The collapse in air passenger demand caused by the coronavirus pandemic led the Lufthansa Group to a €1.7 billion loss in the second quarter, with revenue down 80 percent year over year.
According to the company's earnings report, the group's airlines carried 1.7 million passengers in Q2—a drop of 96 percent on the previous year. Capacity fell by 95 percent, while the load factor was down 27 percentage points to 56 percent. Despite freight operations propping up revenues of €1.9 billion in the quarter, overall freight capacity fell 54 percent due to reduced passenger flights.
For the first half of the year to June 30, the Lufthansa Group's revenue fell 52 percent to €8.3 billion, leading to a €2.9 billion loss compared with a €418 million profit in 2019.
The figures come despite efforts by the company to cut costs, which yielded a 59 percent reduction in operating costs owing largely to the introduction of short-time working for a large portion of staff and the cancellation of non-essential expenditure.
The Lufthansa Group announced in June that it would have to cut up to 22,000 jobs as a result of the downturn.
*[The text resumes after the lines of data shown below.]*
use crate::api::players::{create_player, update_player, PlayerSource};
use crate::components::data_table::{Column, DataTable};
use crate::components::form_dialog::FormDialog;
use crate::components::multi_select::MultiSelect;
use crate::components::page_shell::PageShell;
use crate::config::Config;
use log::{debug, warn};
use shared::date::format_long;
use shared::models::player::{position_options, status_options};
use shared::{
    EmptyState, FieldSpec, FilterState, PageQuery, PaginationState, Player, PlayerForm, Row,
    RowSource,
};
use std::collections::BTreeMap;
use std::rc::Rc;
use yew::prelude::*;

/// What the players listing currently asks the server for.
#[derive(Debug, Clone, PartialEq)]
pub struct PlayersQuery {
    pub filter: FilterState,
    pub page: u32,
    pub page_size: u32,
}

impl PlayersQuery {
    pub fn new(page_size: u32) -> Self {
        Self { filter: FilterState::new(), page: 1, page_size }
    }

    pub fn to_page_query(&self) -> PageQuery {
        PageQuery::new(self.page, self.page_size).with_filter(&self.filter)
    }

    /// Any filter change starts over from page 1.
    pub fn with_search(mut self, term: String) -> Self {
        if self.filter.set_search_term(term) {
            self.page = 1;
        }
        self
    }

    pub fn with_predicate(mut self, field: &str, values: Vec<String>) -> Self {
        self.filter.set_predicate(field, values);
        self.page = 1;
        self
    }

    pub fn selected(&self, field: &str) -> Vec<String> {
        self.filter
            .predicate(field)
            .map(|set| set.iter().cloned().collect())
            .unwrap_or_default()
    }
}

pub fn player_fields() -> Vec<FieldSpec> {
    vec![
        FieldSpec::text("name", "Name").required().max_length(100),
        FieldSpec::select("position", "Position", position_options()).required(),
        FieldSpec::text("team", "Team").max_length(100),
        FieldSpec::text("nationality", "Nationality").max_length(60),
        FieldSpec::date("dateOfBirth", "Date of birth"),
        FieldSpec::text("jerseyNumber", "Jersey number").max_length(2).placeholder("1-99"),
    ]
}

/// Dialog values for an existing player.
pub fn values_from_player(player: &Player) -> BTreeMap<String, String> {
    ["name", "position", "team", "nationality", "dateOfBirth", "jerseyNumber"]
        .iter()
        .filter_map(|key| player.field(key).map(|v| (key.to_string(), v)))
        .collect()
}

/// Builds the request body from cleaned dialog values.
pub fn form_from_values(values: &BTreeMap<String, String>) -> Result<PlayerForm, String> {
    let jersey_number = values
        .get("jerseyNumber")
        .map(|raw| {
            raw.parse::<u8>()
                .map_err(|_| format!("Jersey number must be a number, got {:?}", raw))
        })
        .transpose()?;
    let form = PlayerForm {
        name: values.get("name").cloned().unwrap_or_default(),
        position: values.get("position").cloned().unwrap_or_default(),
        team: values.get("team").cloned(),
        nationality: values.get("nationality").cloned(),
        date_of_birth: values.get("dateOfBirth").cloned(),
        jersey_number,
    };
    form.validate_fields().map_err(|e| e.to_string())?;
    Ok(form)
}

#[derive(Debug, Clone, PartialEq)]
enum Dialog {
    Closed,
    Create,
    Edit(Player),
}

#[function_component(Players)]
pub fn players() -> Html {
    let config = use_memo((), |_| Config::view());
    let query = {
        let page_size = config.default_page_size;
        use_state(move || PlayersQuery::new(page_size))
    };
    let reload = use_state(|| 0u32);
    let loading = use_state(|| false);
    let error = use_state(|| None::<String>);
    let rows = use_state(|| None::<Rc<Vec<Player>>>);
    let pagination = use_state(|| None::<PaginationState>);
    let dialog = use_state(|| Dialog::Closed);
    let dialog_error = use_state(|| None::<String>);
    let saving = use_state(|| false);

    {
        let loading = loading.clone();
        let error = error.clone();
        let rows = rows.clone();
        let pagination = pagination.clone();
        use_effect_with(((*query).clone(), *reload), move |(query, _)| {
            let page_query = query.to_page_query();
            loading.set(true);
            error.set(None);
            wasm_bindgen_futures::spawn_local(async move {
                match PlayerSource.fetch_page(&page_query).await {
                    Ok(page) => {
                        match page.pagination_state() {
                            Ok(state) => pagination.set(Some(state)),
                            Err(e) => warn!("Ignoring pagination from server: {}", e),
                        }
                        rows.set(Some(Rc::new(page.items)));
                    }
                    Err(e) => error.set(Some(e.to_string())),
                }
                loading.set(false);
            });
            || ()
        });
    }

    let columns = use_memo((), |_| {
        vec![
            Column::cell("Name", |p: &Player| html! {
                <span class="font-medium">
                    {&p.name}
                    if let Some(n) = p.jersey_number {
                        <span class="ml-2 text-xs text-gray-500">{format!("#{}", n)}</span>
                    }
                </span>
            }),
            Column::accessor("Position", "positionLabel"),
            Column::accessor("Team", "team"),
            Column::accessor("Nationality", "nationality"),
            Column::cell("Date of birth", |p: &Player| {
                html! { {p.date_of_birth.map(format_long).unwrap_or_default()} }
            }),
            Column::badge("Status", "status"),
        ]
    });

    let open_edit = {
        let dialog = dialog.clone();
        let dialog_error = dialog_error.clone();
        Callback::from(move |player: Player| {
            dialog_error.set(None);
            dialog.set(Dialog::Edit(player));
        })
    };

    let actions = {
        let open_edit = open_edit.clone();
        Callback::from(move |player: Player| {
            html! {
                <button
                    onclick={open_edit.reform(move |_: MouseEvent| player.clone())}
                    class="text-sm text-blue-600 hover:text-blue-800"
                >
                    {"Edit"}
                </button>
            }
        })
    };

    let on_page_change = {
        let query = query.clone();
        Callback::from(move |page: u32| {
            debug!("Players page -> {}", page);
            query.set(PlayersQuery { page, ..(*query).clone() });
        })
    };

    let on_page_size_change = {
        let query = query.clone();
        Callback::from(move |(page_size, page): (u32, u32)| {
            query.set(PlayersQuery { page, page_size, ..(*query).clone() });
        })
    };

    let on_search = {
        let query = query.clone();
        Callback::from(move |term: String| {
            let next = (*query).clone().with_search(term);
            if next != *query {
                query.set(next);
            }
        })
    };

    let on_predicate = |field: &'static str| {
        let query = query.clone();
        Callback::from(move |values: Vec<String>| {
            query.set((*query).clone().with_predicate(field, values));
        })
    };

    let open_create = {
        let dialog = dialog.clone();
        let dialog_error = dialog_error.clone();
        Callback::from(move |_: ()| {
            dialog_error.set(None);
            dialog.set(Dialog::Create);
        })
    };

    let close_dialog = {
        let dialog = dialog.clone();
        Callback::from(move |_: ()| dialog.set(Dialog::Closed))
    };

    let on_submit = {
        let dialog = dialog.clone();
        let dialog_error = dialog_error.clone();
        let saving = saving.clone();
        let reload = reload.clone();
        Callback::from(move |values: BTreeMap<String, String>| {
            let form = match form_from_values(&values) {
                Ok(form) => form,
                Err(e) => {
                    dialog_error.set(Some(e));
                    return;
                }
            };
            let editing = match &*dialog {
                Dialog::Edit(player) => Some(player.id.clone()),
                _ => None,
            };
            let dialog = dialog.clone();
            let dialog_error = dialog_error.clone();
            let saving = saving.clone();
            let reload = reload.clone();
            saving.set(true);
            wasm_bindgen_futures::spawn_local(async move {
                let result = match editing {
                    Some(id) => update_player(&id, &form).await,
                    None => create_player(&form).await,
                };
                saving.set(false);
                match result {
                    Ok(_) => {
                        dialog.set(Dialog::Closed);
                        reload.set(*reload + 1);
                    }
                    Err(e) => dialog_error.set(Some(e)),
                }
            });
        })
    };

    let (dialog_title, initial) = match &*dialog {
        Dialog::Edit(player) => ("Edit player", values_from_player(player)),
        _ => ("Add player", BTreeMap::new()),
    };

    let filters = html! {
        <>
            <MultiSelect
                label="Position"
                options={position_options()}
                selected={query.selected("position")}
                on_change={on_predicate("position")}
                max_chips={config.max_visible_chips}
            />
            <MultiSelect
                label="Status"
                options={status_options()}
                selected={query.selected("status")}
                on_change={on_predicate("status")}
                max_chips={config.max_visible_chips}
            />
        </>
    };

    let header_actions = html! {
        <button
            onclick={open_create.reform(|_: MouseEvent| ())}
            class="px-4 py-2 bg-blue-600 text-white rounded-lg hover:bg-blue-700"
        >
            {"Add player"}
        </button>
    };

    html! {
        <PageShell title="Players" actions={header_actions} {filters} error={(*error).clone()}>
            <DataTable<Player>
                rows={(*rows).clone()}
                columns={columns}
                loading={*loading}
                searchable=true
                search_placeholder="Search players..."
                search_debounce_ms={config.search_debounce_ms}
                page_size={query.page_size}
                page_size_options={config.page_size_choices()}
                pagination={*pagination}
                {on_page_change}
                {on_page_size_change}
                {on_search}
                empty_state={EmptyState::new("No players yet", "Players added to the squad appear here.").with_action("Add player")}
                on_add={open_create.clone()}
                {actions}
                on_row_click={open_edit}
            />
            <FormDialog
                is_open={*dialog != Dialog::Closed}
                title={dialog_title}
                fields={player_fields()}
                {initial}
                on_submit={on_submit}
                on_close={close_dialog}
                error={(*dialog_error).clone().map(AttrValue::from)}
                submitting={*saving}
            />
        </PageShell>
    }
}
It has already reduced staffing levels by 8,300 employees and initially hoped to avoid further redundancies but now says further layoffs cannot be ruled out.
According to Lufthansa, the company held €2.8 billion in available liquidity as of 30 June, though this figure does not include the €9 billion in emergency funding provided by the German government and approved by shareholders at the end of June, from which it has only started receiving money since the beginning of July.
The Lufthansa Group said it does not expect passenger demand to return to pre-pandemic levels until 2024 at the earliest. It has therefore launched a comprehensive restructuring program called "ReNew", which includes the previously announced redundancies and a permanent fleet reduction of at least 100 aircraft. However, the group plans to offer the same capacity level as 2019 in 2024.
ReNew also includes an increase in productivity by reducing the number of Air Operator Certificates to a maximum of 10, a 20 percent reduction in the size of the executive and management boards, and 1,000 redundancies through the administration of Deutsche Lufthansa AG.
Chairman and CEO Carsten Spohr commented: "We are experiencing a caesura in global air traffic. We do not expect demand to return to pre-crisis levels before 2024. Especially for long-haul routes there will be no quick recovery.
"We were able to counteract the effects of the coronavirus pandemic in the first half of the year with strict cost management as well as with the revenues from Lufthansa Technik and Lufthansa Cargo. And we are benefitting from the first signs of recovery on tourist routes, especially with our leisure travel offers of the Eurowings and Edelweiss brands. Nevertheless, we will not be spared a far-reaching restructuring of our business.
"We are convinced that the entire aviation industry must adapt to a new normal. The pandemic offers our industry a unique opportunity to recalibrate: to question the status quo and, instead of striving for 'growth at any price,' to create value in a sustainable and responsible way."